So let’s discuss the latest efforts to demonstrate the effectiveness of ERW on a large scale. Specifically, we need to focus on the application of silicate rock powders to agricultural soils, which is commonly referred to as terrestrial enhanced weathering or terrestrial ERW. We need to place terrestrial ERW in its proper context as a well-established sustainable and non-toxic soil treatment method. Then we can consider how terrestrial ERW addresses global sustainability goals, provide a brief primer on how ERW works, summarize the research needs for scale-up and finally introduce the state-of-the-art scientific trials and demonstrations underway to address these needs.
Terrestrial Enhanced Rock Weathering is Remineralization
Terrestrial enhanced rock weathering works by accelerating the natural geological and biological processes responsible for soil formation. It is, therefore, important to keep in mind that while terrestrial ERW is an exciting, potentially game-changing carbon capture technology, it is, first and foremost, an ancient and well-established soil rejuvenation process. The scale-up of ERW for carbon dioxide removal requires data from large-scale scientific studies to improve its technological readiness level; however, it should be recognized that the use of rock dust for soil remineralization has been successfully restoring soil fertility since the earliest days of agriculture. In fact, in some ways, the regular deposition of fine-grained silicate minerals onto soils was the basis on which early agriculture, and thus early human civilization, got started.
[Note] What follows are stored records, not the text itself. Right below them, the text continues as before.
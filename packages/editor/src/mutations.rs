//! # Structural Mutations
//!
//! High-level semantic operations on report documents.
//!
//! ## Design Principles
//!
//! 1. **Intent-preserving**: each mutation is a semantic operation, not a
//!    field write
//! 2. **Deterministic**: fresh ids are chosen by the caller and carried in
//!    the mutation, so applying the same mutation twice to the same
//!    document yields the same result
//! 3. **Forgiving**: a mutation naming a missing component id is a no-op,
//!    reported through [`MutationOutcome::applied`], never an error
//!
//! Errors are reserved for mutations that are malformed regardless of
//! document state: inserting a duplicate id, or patching a component with
//! a config record of the wrong kind.

use reportcraft_model::{
    ComponentConfig, ComponentKind, DocumentMetadata, Margins, Orientation, PageSize,
    PageStyles, ReportComponent, ReportDocument,
};
use serde::{Deserialize, Serialize};
use thiserror::Error;

/// Partial update for a single component. Unset fields are left alone;
/// `config` replaces the whole record, so callers merge it themselves to
/// avoid clobbering unrelated keys.
#[derive(Debug, Clone, Default, PartialEq, Serialize, Deserialize)]
pub struct ComponentPatch {
    #[serde(default, skip_serializing_if = "Option::is_none")]
    pub content: Option<String>,
    #[serde(default, skip_serializing_if = "Option::is_none")]
    pub config: Option<ComponentConfig>,
    #[serde(default, skip_serializing_if = "Option::is_none")]
    pub children: Option<Vec<ReportComponent>>,
}

impl ComponentPatch {
    pub fn content(text: impl Into<String>) -> Self {
        Self {
            content: Some(text.into()),
            ..Self::default()
        }
    }

    pub fn config(config: ComponentConfig) -> Self {
        Self {
            config: Some(config),
            ..Self::default()
        }
    }

    pub fn is_empty(&self) -> bool {
        self.content.is_none() && self.config.is_none() && self.children.is_none()
    }
}

/// Partial update for document metadata.
#[derive(Debug, Clone, Default, PartialEq, Serialize, Deserialize)]
pub struct MetadataPatch {
    #[serde(default, skip_serializing_if = "Option::is_none")]
    pub title: Option<String>,
    #[serde(default, skip_serializing_if = "Option::is_none")]
    pub author: Option<String>,
    #[serde(default, skip_serializing_if = "Option::is_none")]
    pub company: Option<String>,
    #[serde(default, skip_serializing_if = "Option::is_none")]
    pub date: Option<String>,
}

/// Partial update for page styles.
#[derive(Debug, Clone, Default, PartialEq, Serialize, Deserialize)]
pub struct StylesPatch {
    #[serde(default, skip_serializing_if = "Option::is_none")]
    pub page_size: Option<PageSize>,
    #[serde(default, skip_serializing_if = "Option::is_none")]
    pub orientation: Option<Orientation>,
    #[serde(default, skip_serializing_if = "Option::is_none")]
    pub margins: Option<Margins>,
    #[serde(default, skip_serializing_if = "Option::is_none")]
    pub show_header: Option<bool>,
    #[serde(default, skip_serializing_if = "Option::is_none")]
    pub show_footer: Option<bool>,
}

/// Semantic mutations over a report document.
#[derive(Debug, Clone, PartialEq, Serialize, Deserialize)]
#[serde(tag = "op", rename_all = "camelCase")]
pub enum Mutation {
    /// Append a new component of `kind` under the caller-chosen `id`.
    AddComponent { kind: ComponentKind, id: String },

    /// Shallow-merge a patch into the component matching `id`.
    UpdateComponent { id: String, patch: ComponentPatch },

    /// Remove the component matching `id`.
    DeleteComponent { id: String },

    /// Clone the component matching `id` under `new_id`, appended at the
    /// end of the sequence.
    DuplicateComponent { id: String, new_id: String },

    /// Move the component at `active_id`'s position to `over_id`'s
    /// position, shifting the others.
    Reorder { active_id: String, over_id: String },

    /// Shallow-merge into document metadata.
    UpdateMetadata { patch: MetadataPatch },

    /// Shallow-merge into page styles.
    UpdateStyles { patch: StylesPatch },
}

/// What applying a mutation did.
#[derive(Debug, Clone, Default, PartialEq)]
pub struct MutationOutcome {
    /// False when the mutation was a no-op (missing id, empty patch,
    /// reorder onto itself).
    pub applied: bool,

    /// Id of a component created by add/duplicate.
    pub created_id: Option<String>,

    /// Id of a component removed by delete.
    pub deleted_id: Option<String>,
}

impl MutationOutcome {
    fn noop() -> Self {
        Self::default()
    }

    fn applied() -> Self {
        Self {
            applied: true,
            ..Self::default()
        }
    }
}

#[derive(Error, Debug, Clone, PartialEq)]
pub enum MutationError {
    #[error("Component id already in use: {0}")]
    DuplicateId(String),

    #[error("Config kind {got:?} does not match component {id} of kind {expected:?}")]
    ConfigKindMismatch {
        id: String,
        expected: ComponentKind,
        got: ComponentKind,
    },
}

impl Mutation {
    /// Apply this mutation to `doc` in place.
    ///
    /// Missing ids make the mutation a no-op; only malformed mutations
    /// (duplicate id, mismatched config record) return an error, and an
    /// erroring mutation leaves `doc` untouched.
    pub fn apply(&self, doc: &mut ReportDocument) -> Result<MutationOutcome, MutationError> {
        match self {
            Mutation::AddComponent { kind, id } => Self::apply_add(doc, *kind, id),
            Mutation::UpdateComponent { id, patch } => Self::apply_update(doc, id, patch),
            Mutation::DeleteComponent { id } => Ok(Self::apply_delete(doc, id)),
            Mutation::DuplicateComponent { id, new_id } => {
                Self::apply_duplicate(doc, id, new_id)
            }
            Mutation::Reorder { active_id, over_id } => {
                Ok(Self::apply_reorder(doc, active_id, over_id))
            }
            Mutation::UpdateMetadata { patch } => {
                Ok(Self::apply_metadata(&mut doc.metadata, patch))
            }
            Mutation::UpdateStyles { patch } => Ok(Self::apply_styles(&mut doc.styles, patch)),
        }
    }

    fn apply_add(
        doc: &mut ReportDocument,
        kind: ComponentKind,
        id: &str,
    ) -> Result<MutationOutcome, MutationError> {
        if doc.find_component(id).is_some() {
            return Err(MutationError::DuplicateId(id.to_string()));
        }

        doc.components
            .push(ReportComponent::new(kind, id.to_string()));

        Ok(MutationOutcome {
            applied: true,
            created_id: Some(id.to_string()),
            deleted_id: None,
        })
    }

    fn apply_update(
        doc: &mut ReportDocument,
        id: &str,
        patch: &ComponentPatch,
    ) -> Result<MutationOutcome, MutationError> {
        if patch.is_empty() {
            return Ok(MutationOutcome::noop());
        }

        // Validate before touching anything.
        if let Some(config) = &patch.config {
            if let Some(component) = doc.find_component(id) {
                if config.kind() != component.kind {
                    return Err(MutationError::ConfigKindMismatch {
                        id: id.to_string(),
                        expected: component.kind,
                        got: config.kind(),
                    });
                }
            }
        }

        let Some(component) = doc.find_component_mut(id) else {
            return Ok(MutationOutcome::noop());
        };

        if let Some(content) = &patch.content {
            component.content = Some(content.clone());
        }
        if let Some(config) = &patch.config {
            component.config = config.clone();
        }
        if let Some(children) = &patch.children {
            component.children = Some(children.clone());
        }

        Ok(MutationOutcome::applied())
    }

    fn apply_delete(doc: &mut ReportDocument, id: &str) -> MutationOutcome {
        let Some(index) = doc.component_index(id) else {
            return MutationOutcome::noop();
        };

        doc.components.remove(index);

        MutationOutcome {
            applied: true,
            created_id: None,
            deleted_id: Some(id.to_string()),
        }
    }

    fn apply_duplicate(
        doc: &mut ReportDocument,
        id: &str,
        new_id: &str,
    ) -> Result<MutationOutcome, MutationError> {
        if doc.find_component(new_id).is_some() {
            return Err(MutationError::DuplicateId(new_id.to_string()));
        }

        let Some(original) = doc.find_component(id) else {
            return Ok(MutationOutcome::noop());
        };

        let copy = original.duplicate_as(new_id.to_string());
        doc.components.push(copy);

        Ok(MutationOutcome {
            applied: true,
            created_id: Some(new_id.to_string()),
            deleted_id: None,
        })
    }

    fn apply_reorder(doc: &mut ReportDocument, active_id: &str, over_id: &str) -> MutationOutcome {
        if active_id == over_id {
            return MutationOutcome::noop();
        }

        let (Some(from), Some(to)) = (
            doc.component_index(active_id),
            doc.component_index(over_id),
        ) else {
            return MutationOutcome::noop();
        };

        let component = doc.components.remove(from);
        doc.components.insert(to, component);

        MutationOutcome::applied()
    }

    fn apply_metadata(metadata: &mut DocumentMetadata, patch: &MetadataPatch) -> MutationOutcome {
        let mut applied = false;
        if let Some(title) = &patch.title {
            metadata.title = title.clone();
            applied = true;
        }
        if let Some(author) = &patch.author {
            metadata.author = author.clone();
            applied = true;
        }
        if let Some(company) = &patch.company {
            metadata.company = company.clone();
            applied = true;
        }
        if let Some(date) = &patch.date {
            metadata.date = date.clone();
            applied = true;
        }

        if applied {
            MutationOutcome::applied()
        } else {
            MutationOutcome::noop()
        }
    }

    fn apply_styles(styles: &mut PageStyles, patch: &StylesPatch) -> MutationOutcome {
        let mut applied = false;
        if let Some(page_size) = patch.page_size {
            styles.page_size = page_size;
            applied = true;
        }
        if let Some(orientation) = patch.orientation {
            styles.orientation = orientation;
            applied = true;
        }
        if let Some(margins) = patch.margins {
            styles.margins = margins;
            applied = true;
        }
        if let Some(show_header) = patch.show_header {
            styles.show_header = show_header;
            applied = true;
        }
        if let Some(show_footer) = patch.show_footer {
            styles.show_footer = show_footer;
            applied = true;
        }

        if applied {
            MutationOutcome::applied()
        } else {
            MutationOutcome::noop()
        }
    }
}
Over five thousand years ago, it was recognized that soils receiving regular inputs of river silt (fine silicate minerals) were more fertile than other locations. This was particularly important along the Tigris and Euphrates rivers in the Mesopotamian “fertile crescent,” along the Nile in Egypt, and the Indus river floodplain where seeds were sown after floods to take advantage of the nutrient-rich silt layer deposited on the soils. Aztec farmers (circa 1200 CE) also conditioned and fertilized their soils with mud (composed of very fine silicate minerals) dredged from irrigation canals to mimic the natural process of mineral deposition. We also have evidence that Native Americans in the area of the California Sierras used remineralization techniques in their farming for centuries.
In the late 19th century, Dr. Julius Hensel in Germany demonstrated the effectiveness of rock dust (which he called “stone meal”) as a fertilizer and soil restoration amendment. This work was picked up in the 20th century by Dr. Peter von Fragstein at the University of Kessel in Germany as part of the organic and regenerative farming movements. From there, a variety of companies in Germany, Austria and Switzerland successfully marketed rock dust products. Since then, numerous greenhouse and field studies have validated rock dust’s effectiveness in improving soil health, crop yield, and nutrient density.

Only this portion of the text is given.